++++ Material for the task

//! Integration tests for the projection-pruned finder.

use std::io;
use std::sync::{Arc, Mutex};

use approx::assert_abs_diff_eq;
use ndarray::{Array2, array};
use rand::rngs::StdRng;
use rand::{Rng, SeedableRng};
use vecchia_neighbors::{
    ConditioningSets, SearchConfig, approximate_neighbors, exact_conditioning_sets,
    neighbor_recall,
};

fn random_coords(n: usize, dim: usize, seed: u64) -> Array2<f64> {
    let mut rng = StdRng::seed_from_u64(seed);
    Array2::from_shape_fn((n, dim), |_| rng.random::<f64>())
}

fn assert_symmetric_zero_diagonal(sets: &ConditioningSets) {
    for (pos, m) in sets.between_distances().iter().enumerate() {
        let size = sets.neighbors()[pos].len();
        assert_eq!(m.dim(), (size, size));
        for a in 0..size {
            assert_eq!(m[[a, a]], 0.0);
            for b in 0..size {
                assert_eq!(m[[a, b]], m[[b, a]]);
                assert!(m[[a, b]] >= 0.0);
            }
        }
    }
}

/// Collects everything a fmt subscriber writes.
#[derive(Clone, Default)]
struct Captured(Arc<Mutex<Vec<u8>>>);

impl io::Write for Captured {
    fn write(&mut self, buf: &[u8]) -> io::Result<usize> {
        self.0.lock().unwrap().extend_from_slice(buf);
        Ok(buf.len())
    }

    fn flush(&mut self) -> io::Result<()> {
        Ok(())
    }
}

impl Captured {
    fn text(&self) -> String {
        String::from_utf8(self.0.lock().unwrap().clone()).unwrap()
    }
}

#[test]
fn collinear_scenario() {
    let coords = array![[0.0], [1.0], [2.0], [3.0], [4.0]];
    let sets = approximate_neighbors(coords.view(), &SearchConfig::new(2)).unwrap();

    assert_eq!(sets.neighbors_of(2), Some(&[1, 0][..]));
    assert_eq!(sets.neighbors_of(4), Some(&[3, 2][..]));
    for i in [2, 4] {
        let d = sets.obs_distances_of(i).unwrap();
        assert_abs_diff_eq!(d[0], 1.0, epsilon = 1e-12);
        assert_abs_diff_eq!(d[1], 2.0, epsilon = 1e-12);
    }
}

#[test]
fn first_two_points_independent_of_k_and_dim() {
    for dim in 1..=4 {
        for k in [1, 2, 5, 20] {
            let coords = random_coords(25, dim, (dim * 100 + k) as u64);
            let sets = approximate_neighbors(coords.view(), &SearchConfig::new(k)).unwrap();
            assert_eq!(sets.neighbors_of(0).unwrap().len(), 0);
            assert_eq!(sets.neighbors_of(1), Some(&[0][..]));
            assert_eq!(sets.obs_distances_of(0).unwrap().len(), 0);
        }
    }
}

#[test]
fn set_sizes_and_ordering() {
    let coords = random_coords(120, 2, 3);
    let k = 7;
    let sets = approximate_neighbors(coords.view(), &SearchConfig::new(k)).unwrap();
    assert_eq!(sets.len(), 120);
    for i in 0..120 {
        let nn = sets.neighbors_of(i).unwrap();
        let obs = sets.obs_distances_of(i).unwrap();
        assert_eq!(nn.len(), k.min(i), "point {i}");
        assert_eq!(obs.len(), nn.len());
        assert!(nn.iter().all(|&j| j < i));
        assert!(obs.iter().all(|&d| d >= 0.0));
        assert!(obs.to_vec().windows(2).all(|w| w[0] <= w[1]));
    }
}

#[test]
fn distance_matrices_symmetric_for_both_finders() {
    let coords = random_coords(60, 3, 17);
    let config = SearchConfig::new(6);
    assert_symmetric_zero_diagonal(&approximate_neighbors(coords.view(), &config).unwrap());
    assert_symmetric_zero_diagonal(&exact_conditioning_sets(coords.view(), &config).unwrap());
}

#[test]
fn recall_against_exact() {
    let coords = random_coords(50, 2, 42);
    let config = SearchConfig::new(5);
    let fast = approximate_neighbors(coords.view(), &config).unwrap();
    let exact = exact_conditioning_sets(coords.view(), &config).unwrap();
    let recall = neighbor_recall(fast.neighbors(), exact.neighbors()).unwrap();
    assert!(recall >= 0.9, "recall {recall}");
}

#[test]
fn recall_in_higher_dimensions() {
    for dim in [3, 5] {
        let coords = random_coords(200, dim, dim as u64);
        let config = SearchConfig::new(10);
        let fast = approximate_neighbors(coords.view(), &config).unwrap();
        let exact = exact_conditioning_sets(coords.view(), &config).unwrap();
        let recall = neighbor_recall(fast.neighbors(), exact.neighbors()).unwrap();
        assert!(recall >= 0.9, "dim {dim}: recall {recall}");
    }
}

#[test]
fn end_search_at_limits_candidates() {
    let coords = random_coords(40, 2, 9);
    let config = SearchConfig::new(4).with_end_search_at(Some(19));
    let sets = approximate_neighbors(coords.view(), &config).unwrap();
    for i in 0..40 {
        let nn = sets.neighbors_of(i).unwrap();
        assert!(nn.iter().all(|&j| j < i && j <= 19), "point {i}: {nn:?}");
        assert_eq!(nn.len(), 4.min(i));
    }
    let exact = exact_conditioning_sets(coords.view(), &config).unwrap();
    assert!(neighbor_recall(sets.neighbors(), exact.neighbors()).unwrap() >= 0.9);
}

#[test]
fn start_at_matches_full_run() {
    let coords = random_coords(50, 2, 21);
    let full = approximate_neighbors(coords.view(), &SearchConfig::new(5)).unwrap();
    let tail =
        approximate_neighbors(coords.view(), &SearchConfig::new(5).with_start_at(30)).unwrap();
    assert_eq!(tail.len(), 20);
    for i in 30..50 {
        assert_eq!(tail.neighbors_of(i), full.neighbors_of(i));
        assert_eq!(tail.obs_distances_of(i), full.obs_distances_of(i));
        assert_eq!(tail.between_distances_of(i), full.between_distances_of(i));
    }
}

#[test]
fn clipping_emits_one_diagnostic() {
    let captured = Captured::default();
    let writer = captured.clone();
    let subscriber = tracing_subscriber::fmt()
        .with_writer(move || writer.clone())
        .with_ansi(false)
        .with_max_level(tracing::Level::WARN)
        .finish();

    let coords = random_coords(12, 2, 1);
    let config = SearchConfig::new(9).with_end_search_at(Some(4));
    let sets = tracing::subscriber::with_default(subscriber, || {
        approximate_neighbors(coords.view(), &config)
    })
    .unwrap();

    assert_eq!(sets.requested_k(), 9);
    assert_eq!(sets.k(), 5);
    assert!(sets.is_clipped());
    for i in 5..12 {
        assert_eq!(sets.neighbors_of(i).unwrap().len(), 5);
    }

    let logs = captured.text();
    assert_eq!(logs.matches("clipped").count(), 1, "logs: {logs}");
}

#[test]
fn no_diagnostic_without_clipping() {
    let captured = Captured::default();
    let writer = captured.clone();
    let subscriber = tracing_subscriber::fmt()
        .with_writer(move || writer.clone())
        .with_ansi(false)
        .with_max_level(tracing::Level::WARN)
        .finish();

    let coords = random_coords(12, 2, 1);
    let sets = tracing::subscriber::with_default(subscriber, || {
        approximate_neighbors(coords.view(), &SearchConfig::new(3))
    })
    .unwrap();

    assert!(!sets.is_clipped());
    assert!(captured.text().is_empty());
}

#[test]
fn duplicate_points() {
    // Every point sits on one of two locations; all distances are 0 or 1.
    let coords =
        Array2::from_shape_fn((20, 2), |(i, c)| if c == 0 { (i % 2) as f64 } else { 0.0 });
    let sets = approximate_neighbors(coords.view(), &SearchConfig::new(3)).unwrap();
    for i in 6..20 {
        let nn = sets.neighbors_of(i).unwrap();
        assert_eq!(nn.len(), 3);
        // from i = 6 on, at least three prior points share the location of i
        assert!(nn.iter().all(|&j| j % 2 == i % 2), "point {i}: {nn:?}");
        assert!(sets.obs_distances_of(i).unwrap().iter().all(|&d| d == 0.0));
    }
}

#[test]
fn walk_ties_go_to_first_discovered() {
    // Points 0 and 1 are both at distance 1 from point 2. The walk steps down
    // first and meets 1; the brute-force scan keeps the lower index.
    let coords = array![[2.0], [0.0], [1.0]];
    let config = SearchConfig::new(1);
    let fast = approximate_neighbors(coords.view(), &config).unwrap();
    let exact = exact_conditioning_sets(coords.view(), &config).unwrap();
    assert_eq!(fast.neighbors_of(2), Some(&[1][..]));
    assert_eq!(exact.neighbors_of(2), Some(&[0][..]));
    assert_eq!(fast.obs_distances_of(2), exact.obs_distances_of(2));
}

#[test]
fn overflowing_distances_keep_set_sizes() {
    let coords = array![[0.0, 0.0], [1e200, 1e200], [-1e200, 1e200], [2e200, -1e200]];
    let config = SearchConfig::new(2);
    for sets in [
        approximate_neighbors(coords.view(), &config).unwrap(),
        exact_conditioning_sets(coords.view(), &config).unwrap(),
    ] {
        for i in 0..4 {
            assert_eq!(sets.neighbors_of(i).unwrap().len(), 2.min(i), "point {i}");
        }
        assert_symmetric_zero_diagonal(&sets);
    }
}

++++++++

• _The problem_
The answer consists of the lines above that include the word "tail", each copied exactly.

• _Result of this task_
    let tail =
    assert_eq!(tail.len(), 20);
        assert_eq!(tail.neighbors_of(i), full.neighbors_of(i));
        assert_eq!(tail.obs_distances_of(i), full.obs_distances_of(i));
        assert_eq!(tail.between_distances_of(i), full.between_distances_of(i));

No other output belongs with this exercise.